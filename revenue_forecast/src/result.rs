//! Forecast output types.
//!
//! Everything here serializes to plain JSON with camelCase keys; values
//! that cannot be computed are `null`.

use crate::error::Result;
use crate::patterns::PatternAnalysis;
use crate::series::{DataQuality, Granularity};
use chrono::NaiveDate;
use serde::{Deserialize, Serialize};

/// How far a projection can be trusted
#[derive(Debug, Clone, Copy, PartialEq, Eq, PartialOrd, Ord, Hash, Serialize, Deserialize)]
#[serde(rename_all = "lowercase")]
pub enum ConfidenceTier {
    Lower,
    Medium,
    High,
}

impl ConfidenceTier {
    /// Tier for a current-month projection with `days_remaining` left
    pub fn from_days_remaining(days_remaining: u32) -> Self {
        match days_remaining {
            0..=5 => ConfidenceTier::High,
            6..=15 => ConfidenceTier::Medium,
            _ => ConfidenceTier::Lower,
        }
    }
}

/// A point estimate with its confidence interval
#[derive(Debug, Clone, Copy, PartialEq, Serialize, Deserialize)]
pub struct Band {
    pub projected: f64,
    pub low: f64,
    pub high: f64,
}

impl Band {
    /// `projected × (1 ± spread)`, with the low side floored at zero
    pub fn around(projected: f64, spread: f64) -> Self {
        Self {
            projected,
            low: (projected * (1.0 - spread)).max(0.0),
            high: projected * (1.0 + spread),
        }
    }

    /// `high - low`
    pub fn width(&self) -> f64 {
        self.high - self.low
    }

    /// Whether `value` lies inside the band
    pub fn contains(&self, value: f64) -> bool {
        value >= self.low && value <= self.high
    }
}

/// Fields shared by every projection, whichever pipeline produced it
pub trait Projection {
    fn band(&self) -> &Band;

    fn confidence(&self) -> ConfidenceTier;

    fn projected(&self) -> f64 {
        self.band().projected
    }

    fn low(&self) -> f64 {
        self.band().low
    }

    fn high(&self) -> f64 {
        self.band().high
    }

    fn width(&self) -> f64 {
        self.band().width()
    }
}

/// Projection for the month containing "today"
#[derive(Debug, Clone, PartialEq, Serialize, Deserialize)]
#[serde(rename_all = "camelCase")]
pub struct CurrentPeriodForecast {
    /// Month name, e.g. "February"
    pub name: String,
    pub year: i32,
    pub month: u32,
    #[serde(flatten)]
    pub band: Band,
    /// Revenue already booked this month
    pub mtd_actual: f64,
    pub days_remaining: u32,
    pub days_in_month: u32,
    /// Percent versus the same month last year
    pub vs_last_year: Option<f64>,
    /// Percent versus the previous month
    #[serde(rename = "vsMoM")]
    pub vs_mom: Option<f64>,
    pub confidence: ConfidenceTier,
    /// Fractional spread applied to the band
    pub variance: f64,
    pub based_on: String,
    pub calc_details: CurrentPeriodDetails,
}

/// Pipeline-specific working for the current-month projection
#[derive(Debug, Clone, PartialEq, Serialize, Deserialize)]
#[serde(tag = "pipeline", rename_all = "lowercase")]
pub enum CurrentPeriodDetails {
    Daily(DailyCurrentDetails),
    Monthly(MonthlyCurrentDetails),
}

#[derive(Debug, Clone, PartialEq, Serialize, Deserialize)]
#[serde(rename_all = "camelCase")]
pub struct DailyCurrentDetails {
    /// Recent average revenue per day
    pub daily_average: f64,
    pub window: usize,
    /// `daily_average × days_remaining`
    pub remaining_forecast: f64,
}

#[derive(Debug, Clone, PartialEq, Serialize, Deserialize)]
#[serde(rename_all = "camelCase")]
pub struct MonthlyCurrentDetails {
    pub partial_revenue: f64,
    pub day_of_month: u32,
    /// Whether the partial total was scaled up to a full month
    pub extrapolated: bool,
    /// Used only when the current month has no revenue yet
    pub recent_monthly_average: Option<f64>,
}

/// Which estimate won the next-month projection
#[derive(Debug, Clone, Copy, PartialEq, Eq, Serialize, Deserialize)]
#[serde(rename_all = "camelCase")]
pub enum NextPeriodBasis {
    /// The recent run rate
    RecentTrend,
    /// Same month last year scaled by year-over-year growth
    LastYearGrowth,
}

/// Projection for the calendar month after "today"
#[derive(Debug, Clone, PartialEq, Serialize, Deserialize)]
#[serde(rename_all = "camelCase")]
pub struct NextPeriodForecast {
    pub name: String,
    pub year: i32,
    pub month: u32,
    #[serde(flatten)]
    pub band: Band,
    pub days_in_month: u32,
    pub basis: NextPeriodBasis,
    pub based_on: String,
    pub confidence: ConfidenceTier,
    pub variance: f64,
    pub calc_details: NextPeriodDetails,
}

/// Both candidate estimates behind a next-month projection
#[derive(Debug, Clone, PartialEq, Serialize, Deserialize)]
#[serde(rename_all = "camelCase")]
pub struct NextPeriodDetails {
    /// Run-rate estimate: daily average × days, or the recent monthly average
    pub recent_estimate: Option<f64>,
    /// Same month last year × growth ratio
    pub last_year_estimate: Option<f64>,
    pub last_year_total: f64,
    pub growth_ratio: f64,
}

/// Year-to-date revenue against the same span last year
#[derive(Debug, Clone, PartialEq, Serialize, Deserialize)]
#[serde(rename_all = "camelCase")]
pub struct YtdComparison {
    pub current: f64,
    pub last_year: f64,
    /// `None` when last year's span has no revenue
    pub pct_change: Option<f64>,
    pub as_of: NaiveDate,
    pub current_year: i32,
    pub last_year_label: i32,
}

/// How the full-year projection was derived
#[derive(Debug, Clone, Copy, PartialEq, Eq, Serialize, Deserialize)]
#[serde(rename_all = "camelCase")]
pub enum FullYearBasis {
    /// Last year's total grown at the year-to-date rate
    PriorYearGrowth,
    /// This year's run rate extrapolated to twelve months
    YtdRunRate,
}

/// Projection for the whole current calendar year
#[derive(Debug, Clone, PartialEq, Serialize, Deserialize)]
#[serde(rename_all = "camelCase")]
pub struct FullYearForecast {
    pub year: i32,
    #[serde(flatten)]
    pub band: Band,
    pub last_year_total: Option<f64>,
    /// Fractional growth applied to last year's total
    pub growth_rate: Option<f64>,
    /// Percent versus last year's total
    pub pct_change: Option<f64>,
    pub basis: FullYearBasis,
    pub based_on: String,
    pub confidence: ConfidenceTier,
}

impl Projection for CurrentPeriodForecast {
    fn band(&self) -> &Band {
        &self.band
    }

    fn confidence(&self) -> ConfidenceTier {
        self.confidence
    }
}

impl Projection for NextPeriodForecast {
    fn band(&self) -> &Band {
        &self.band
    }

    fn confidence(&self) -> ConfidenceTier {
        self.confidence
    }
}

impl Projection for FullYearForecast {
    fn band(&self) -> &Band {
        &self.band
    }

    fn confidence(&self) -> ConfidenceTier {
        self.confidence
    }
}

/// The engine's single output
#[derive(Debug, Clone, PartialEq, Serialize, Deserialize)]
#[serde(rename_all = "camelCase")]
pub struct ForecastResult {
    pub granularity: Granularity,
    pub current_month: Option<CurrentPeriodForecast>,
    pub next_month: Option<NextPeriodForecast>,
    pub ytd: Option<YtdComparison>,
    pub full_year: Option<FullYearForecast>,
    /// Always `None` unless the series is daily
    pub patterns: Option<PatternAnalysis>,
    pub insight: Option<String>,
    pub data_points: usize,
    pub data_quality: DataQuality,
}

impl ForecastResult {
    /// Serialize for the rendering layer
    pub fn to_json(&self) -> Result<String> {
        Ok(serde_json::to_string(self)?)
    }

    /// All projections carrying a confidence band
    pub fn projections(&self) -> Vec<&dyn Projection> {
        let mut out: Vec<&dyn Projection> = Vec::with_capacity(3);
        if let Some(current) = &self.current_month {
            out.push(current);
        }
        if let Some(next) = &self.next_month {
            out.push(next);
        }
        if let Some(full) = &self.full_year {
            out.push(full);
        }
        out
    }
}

* * * * * * * * *

:: ASSIGNED TASK ::
Should a line in the material contain "struct", copy it.

:: YOUR RESPONSE ::
pub struct Band {
pub struct CurrentPeriodForecast {
pub struct DailyCurrentDetails {
pub struct MonthlyCurrentDetails {
pub struct NextPeriodForecast {
pub struct NextPeriodDetails {
pub struct YtdComparison {
pub struct FullYearForecast {
pub struct ForecastResult {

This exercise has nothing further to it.